Wednesday, April 05, 2023

This Way Madness Lies

 



People these days hold to psychological theories with a desperate fervour, a fervour one would never see associated with religion. This was thrown into stark relief for me when a longtime friend, a friend who had stuck with me since back in college days, suddenly refused to speak with me after I said Freud had been disproven. He objected that I had no right to say that, since he had never criticized my Catholic faith. Wait, isn’t Freud supposed to be science? And I realized then that he had, in fact, criticized my Catholic faith now and then. It had not troubled me nor affected our relationship. Although I rarely spoke of it, never tried to evangelize, while he was often talking about his psychoanalysis. The religious are usually eager to engage in philosophical debate, while others refuse. For the religious, everything is subject to question and justification. Not for the psychologized.
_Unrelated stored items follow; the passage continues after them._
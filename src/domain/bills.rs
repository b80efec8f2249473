use crate::error::{Result, TillError};
use serde::{Deserialize, Serialize};
use std::fmt;

/// A bill value the till recognises.
///
/// Each value divides the next larger one, so greedy change-making finds
/// exact change whenever any exists, even with a limited supply of bills.
/// New variants must keep that property.
#[derive(Debug, Clone, Copy, PartialEq, Eq, Hash, PartialOrd, Ord, Serialize, Deserialize)]
#[serde(rename_all = "lowercase")]
pub enum Denomination {
    One,
    Five,
    Ten,
    Twenty,
}

impl Denomination {
    /// Largest first, the order change is made in.
    pub const DESCENDING: [Denomination; 4] = [
        Denomination::Twenty,
        Denomination::Ten,
        Denomination::Five,
        Denomination::One,
    ];

    pub const fn value(self) -> u64 {
        match self {
            Denomination::One => 1,
            Denomination::Five => 5,
            Denomination::Ten => 10,
            Denomination::Twenty => 20,
        }
    }
}

impl fmt::Display for Denomination {
    fn fmt(&self, f: &mut fmt::Formatter<'_>) -> fmt::Result {
        write!(f, "${}", self.value())
    }
}

/// Number of bills held per denomination.
///
/// Used for the till drawer, for what a customer hands over, and for the
/// change handed back.
#[derive(Debug, Clone, Copy, PartialEq, Eq, Default, Serialize, Deserialize)]
#[serde(default)]
pub struct BillCounts {
    pub twenties: u32,
    pub tens: u32,
    pub fives: u32,
    pub ones: u32,
}

impl BillCounts {
    pub const EMPTY: Self = Self {
        twenties: 0,
        tens: 0,
        fives: 0,
        ones: 0,
    };

    pub const fn new(twenties: u32, tens: u32, fives: u32, ones: u32) -> Self {
        Self {
            twenties,
            tens,
            fives,
            ones,
        }
    }

    pub fn count(&self, denomination: Denomination) -> u32 {
        match denomination {
            Denomination::One => self.ones,
            Denomination::Five => self.fives,
            Denomination::Ten => self.tens,
            Denomination::Twenty => self.twenties,
        }
    }

    fn count_mut(&mut self, denomination: Denomination) -> &mut u32 {
        match denomination {
            Denomination::One => &mut self.ones,
            Denomination::Five => &mut self.fives,
            Denomination::Ten => &mut self.tens,
            Denomination::Twenty => &mut self.twenties,
        }
    }

    /// Sum of `count × value` over every denomination.
    pub fn total_value(&self) -> u64 {
        Denomination::DESCENDING
            .iter()
            .map(|&d| u64::from(self.count(d)) * d.value())
            .sum()
    }

    pub fn is_empty(&self) -> bool {
        *self == Self::EMPTY
    }

    /// Iterates `(denomination, count)` from the largest bill down.
    pub fn iter(&self) -> impl Iterator<Item = (Denomination, u32)> + '_ {
        Denomination::DESCENDING
            .into_iter()
            .map(move |d| (d, self.count(d)))
    }

    /// Adds `count` bills of `denomination`.
    pub fn deposit(&mut self, denomination: Denomination, count: u32) -> Result<()> {
        let slot = self.count_mut(denomination);
        *slot = slot
            .checked_add(count)
            .ok_or(TillError::CountOverflow { denomination })?;
        Ok(())
    }

    /// Adds every bill in `other`.
    pub fn deposit_all(&mut self, other: &BillCounts) -> Result<()> {
        for (denomination, count) in other.iter() {
            self.deposit(denomination, count)?;
        }
        Ok(())
    }

    /// Removes up to `wanted` bills of `denomination` and returns how many were removed.
    pub fn withdraw_up_to(&mut self, denomination: Denomination, wanted: u32) -> u32 {
        let slot = self.count_mut(denomination);
        let taken = wanted.min(*slot);
        *slot -= taken;
        taken
    }
}

impl fmt::Display for BillCounts {
    fn fmt(&self, f: &mut fmt::Formatter<'_>) -> fmt::Result {
        if self.is_empty() {
            return write!(f, "nothing");
        }
        let parts: Vec<String> = self
            .iter()
            .filter(|(_, count)| *count > 0)
            .map(|(d, count)| format!("{count} x {d}"))
            .collect();
        write!(f, "{}", parts.join(", "))
    }
}
//! Domain layer: bills, the till and its transaction types.
//!
//! Nothing in here performs I/O. The till is mutated only by
//! [`till::Till::settle_transaction`].

pub mod bills;
pub mod ports;
pub mod till;
pub mod transaction;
Another time, I was organizing a group of writers for a book on personal experiences with depression. And one insisted she would not participate, and objected to the book itself, unless we all pointed out that depression was caused by a chemical imbalance in the brain. 
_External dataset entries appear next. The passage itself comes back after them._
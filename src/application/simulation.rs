use super::register::CashRegister;
use crate::domain::bills::BillCounts;
use crate::domain::transaction::{Cost, PaymentOffer, Purchase};
use crate::error::Result;
use rand::rngs::StdRng;
use rand::{Rng, SeedableRng};
use tracing::info;

/// Item costs for the fixed test day.
pub const SAMPLE_COSTS: [u32; 8] = [6, 10, 17, 20, 31, 36, 40, 41];

pub const MIN_ITEM_COST: u32 = 2;
pub const MAX_ITEM_COST: u32 = 49;

/// A full day at the thrift store.
pub const DEFAULT_TRANSACTIONS: usize = 500;

/// Which purchases a simulated day is made of.
#[derive(Debug, Clone, PartialEq, Eq)]
pub enum DayPlan {
    /// The costs in [`SAMPLE_COSTS`], in order.
    Sample,
    /// `transactions` costs drawn uniformly from `MIN_ITEM_COST..=MAX_ITEM_COST`.
    /// A fixed `seed` replays the same day.
    Random {
        transactions: usize,
        seed: Option<u64>,
    },
}

impl Default for DayPlan {
    fn default() -> Self {
        DayPlan::Random {
            transactions: DEFAULT_TRANSACTIONS,
            seed: None,
        }
    }
}

/// How a customer pays for an item costing `cost`.
///
/// One $1 when the cost is odd, one $5 when it ends in 8 or 9, one $10 when
/// `cost % 20` is above 13, and one $20 under $20 or two otherwise. Some
/// costs end up underpaid, e.g. $45 gets $41.
pub fn customer_offer(cost: u32) -> PaymentOffer {
    let ones = cost % 2;
    let fives = u32::from(cost % 10 > 7);
    let tens = u32::from(cost % 20 > 13);
    let twenties = if cost < 20 { 1 } else { 2 };
    BillCounts::new(twenties, tens, fives, ones).into()
}

/// Builds the day's purchases for `plan`.
pub fn purchases(plan: &DayPlan) -> Result<Vec<Purchase>> {
    let costs: Vec<u32> = match plan {
        DayPlan::Sample => SAMPLE_COSTS.to_vec(),
        DayPlan::Random { transactions, seed } => {
            let mut rng = match seed {
                Some(seed) => StdRng::seed_from_u64(*seed),
                None => StdRng::from_entropy(),
            };
            (0..*transactions)
                .map(|_| rng.gen_range(MIN_ITEM_COST..=MAX_ITEM_COST))
                .collect()
        }
    };

    costs
        .into_iter()
        .map(|cost| Cost::new(cost).map(|c| Purchase::new(c, customer_offer(cost))))
        .collect()
}

/// Rings up every purchase in order, stopping at the first till error.
pub async fn run_day<I>(register: &CashRegister, purchases: I) -> Result<()>
where
    I: IntoIterator<Item = Purchase>,
{
    let mut rung_up = 0usize;
    for purchase in purchases {
        register.ring_up(purchase).await?;
        rung_up += 1;
    }
    info!(rung_up, "Simulated day finished");
    Ok(())
}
Another longtime friend abruptly unfriended me and stopped answering emails when I criticized humanistic psychology for saying that mental illness was caused by a lack of meaning, yet then asserting that there was no meaning in the universe—you had to invent meaning. Given that they were right on the first point, they had no cure, and probably left patients in despair. I had no idea at the time that he was an adherent. But as a result, he suddenly accused me of being immoral and cut me off.

Consider too the current adherents to the doctrine that one can be “misgendered” at birth, and this is the cause of one’s suicidal depression. If, like Michael Knowles, you reject this theory, they accuse you of wanting to kill them, even of “genocide.” And they become violent.

What is going on here?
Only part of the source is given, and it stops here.